The hydroelectric project he was working on would require another two years and since
he was a US Citizen born in Philadelphia he had nothing to fear.
Well, the hydroelectric project ended by 1947. Antanas was ready to go home to the US.
But no, the Commissars wanted Antanas to help on another project. Antanas packed his
bags and took a train ride toward Moscow. Somewhere along the way he was transferred
to a box car without explanation. It became clear that his reward for working on the Hydro
project would be an all expense paid trip to Siberia.
The train went on its way toward Murmansk. The line was one of several built during the
war to transport supplies from Murmansk and to return with wood and tanks that needed
repair. Every so many kilometers there was a wood stop. Barren waste land as far as the
eye would see.
The train stops again to drop off wood. This time all passengers are told to get out. They
are welcomed to their new home. Broken down shacks, junked war equipment consisting
of tanks and trucks and a few guard towers. Someone asked why there were no fences.

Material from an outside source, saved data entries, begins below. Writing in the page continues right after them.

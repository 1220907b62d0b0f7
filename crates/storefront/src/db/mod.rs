//! Persistence for the storefront.
//!
//! # Schema: `shop`
//!
//! - `product` - Catalog, including running `order_count`
//! - `review` - Product reviews
//! - `cart_item` - Authenticated users' carts
//! - `orders` / `order_item` / `order_address` - Orders and their lines
//! - `user_subscription` - Recurring-billing records from subscription checkouts
//! - `chat_message` - Assistant conversations
//! - `contact_message` - Contact form submissions
//!
//! Handlers and services only see the capability traits in [`store`]. The
//! Postgres implementation is [`PgStore`]; tests use an in-memory store.
//!
//! # Migrations
//!
//! Migrations are stored in `crates/storefront/migrations/` and run via:
//! ```bash
//! cargo run -p boostedlabs-cli -- migrate
//! ```

mod cart;
mod catalog;
mod chat;
mod contact;
mod orders;
pub mod store;

use std::time::Duration;

use async_trait::async_trait;
use secrecy::ExposeSecret;
use sqlx::PgPool;
use sqlx::postgres::PgPoolOptions;
use thiserror::Error;

pub use orders::PgCheckoutTx;
pub use store::{
    CartStore, CatalogStore, ChatStore, CheckoutTx, ContactStore, OrderStore, ShopStore,
};

/// Errors from repository operations.
#[derive(Debug, Error)]
pub enum RepositoryError {
    /// Database error from sqlx.
    #[error("database error: {0}")]
    Database(#[from] sqlx::Error),

    /// Data in the database is corrupted or invalid.
    #[error("data corruption: {0}")]
    DataCorruption(String),

    /// Requested entity was not found.
    #[error("not found")]
    NotFound,

    /// Constraint violation (e.g., duplicate subscription line).
    #[error("constraint violation: {0}")]
    Conflict(String),
}

/// Create a `PostgreSQL` connection pool with sensible defaults.
///
/// # Arguments
///
/// * `database_url` - `PostgreSQL` connection string (wrapped in `SecretString`)
///
/// # Errors
///
/// Returns `sqlx::Error` if the connection cannot be established.
pub async fn create_pool(database_url: &secrecy::SecretString) -> Result<PgPool, sqlx::Error> {
    PgPoolOptions::new()
        .max_connections(10)
        .min_connections(2)
        .acquire_timeout(Duration::from_secs(10))
        .connect(database_url.expose_secret())
        .await
}

/// [`ShopStore`] backed by `PostgreSQL`.
#[derive(Debug, Clone)]
pub struct PgStore {
    pool: PgPool,
}

impl PgStore {
    #[must_use]
    pub const fn new(pool: PgPool) -> Self {
        Self { pool }
    }

    #[must_use]
    pub const fn pool(&self) -> &PgPool {
        &self.pool
    }
}

#[async_trait]
impl ShopStore for PgStore {
    async fn ping(&self) -> Result<(), RepositoryError> {
        sqlx::query("SELECT 1").execute(&self.pool).await?;
        Ok(())
    }
}

/// Convert a stored quantity, rejecting values the schema should forbid.
pub(crate) fn quantity_from_db(value: i32) -> Result<u32, RepositoryError> {
    u32::try_from(value)
        .ok()
        .filter(|q| *q >= 1)
        .ok_or_else(|| RepositoryError::DataCorruption(format!("invalid quantity {value}")))
}

/// Convert a quantity for storage.
pub(crate) fn quantity_to_db(value: u32) -> Result<i32, RepositoryError> {
    i32::try_from(value).map_err(|_| RepositoryError::Conflict(format!("quantity {value} too large")))
}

A guard replied "So where you going to run?"There was just open space for at least 50
kilometer around. Frozen tundra in the winter, bug infested swamp in the summer and a
railroad line north to south. Who needs a fence. An escapee will either freeze, drown or
Great "Welcome to your New Home"! The train crew threw out shovel, picks, hammers
and other assorted tools and supplies. "Here now build your new housesand plant your
potatoes. Spring is just around the corner." The train continued north and left its
passengers and a small contingent of Russian guards.
It was very cold. Someone suggested that everyone might as well find shelter. Very
quickly little groups formed for self protection. The new colony (prison) was made
up of Russian criminals, German prisoners of war, American and British fighter pilots
that got shot down and landed in Russian occupied territory, Poles, Jews and other
ethnic groups including Lithuanians whose only crime was being educated or non
Russian and thought to be a threat by some Commissar.
Gradually the shacks turned into habitable shelters. Some groups got jealous of other
groups who managed to have better quarters. Antanas was an engineer and in his tight
group were a few other Lithuanians, a German, several Brits and a Frenchman. Antanas
noticed the shells of broken down tanks just outside the compound and got permission
from the Russian guards to scavenge the area. He devised a way to make shears to cut
metal. With the cut up metal his group made various other items. They built a stove, some
large vats and sundry other items. Some of their products they bartered with several other
groups for needed commodities. The Russian criminals got better treatment by the guards.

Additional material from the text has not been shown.